0-Windows is one of these key indicators. This article will teach you how to interpret this data whether you use Wireshark or SkyLIGHT PVX.
Defining window size and 0-Windows
During a TCP session, the client and server announce to each other the volume of data that they can manage. This buffer size is called the “window size”. This window size evolves constantly to optimize the data flow according to the changing capacity of the network.
- If one participant(i.e., client or server) cannot manage more data, it sends TCP zero windows (0-Win) to indicate that the TCP buffer is full
- These zero windows happen when datagrams are sent out faster than the receiving device can process them; this is TCP flow control using windowing.
- The transmission can resume again when the 0-win issuer sends a window size superior to 0.
When a machine starts to send more and more 0-win you have to investigate if there are enough resources, CPU, RAM…

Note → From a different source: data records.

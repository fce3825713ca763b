/// Classification of a failed source attempt.
///
/// Every class falls through to the next source in the chain. The class only
/// decides whether the failing source is put on cooldown.
///
/// # Behavior Summary
///
/// | Class | Falls through? | Arms cooldown? |
/// |-------|----------------|----------------|
/// | `RateLimited` | Yes | Yes |
/// | `Forbidden` | Yes | Only when the slot's policy opts in |
/// | `Transient` | Yes | No |
#[derive(Clone, Copy, Debug, Eq, PartialEq)]
pub enum FailureClass {
    /// The provider answered HTTP 429.
    RateLimited,

    /// The provider answered HTTP 403. Free tiers use this for quota
    /// exhaustion and for endpoints outside the plan (Finnhub candles).
    Forbidden,

    /// Timeout, malformed payload, unknown symbol, network failure.
    Transient,
}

For the sake of simplicity, we will not consider here other TCP mechanisms like slow start or congestion control.
Principles
How can you detect 0-Windows?
Using Wireshark
Simply open a tracefile with Wireshark and take a look at a TCP packet. You will find the TCP Window size values (flagged in red in the image below); to identify the packets containing a 0 Window, you can use the following filter: “tcp.analysis.zero_window” .
Using SkyLIGHT PVX
When you need to identify the one machine—among thousands of workstations—that suffers from slow transfers due to 0-Windows, you may want to use a solution like SkyLIGHT PVX. It computes millions of packets every second to provide statistical and historical data that points you to the right place in seconds. If you are interested in discovering how SkyLIGHT PVX can help you scale up your network troubleshooting capabilities, you should read this article.
It’s so easy to find the 0-Win machine data with SkyLIGHT PVX. You simply go to Application>TCP Events :
The TCP Events screen displays the conversations that you are interested in. You can simply filter by the number of 0-Window events. You can see which client or server is emitting the most 0-Windows and is hence slowing down data transmission.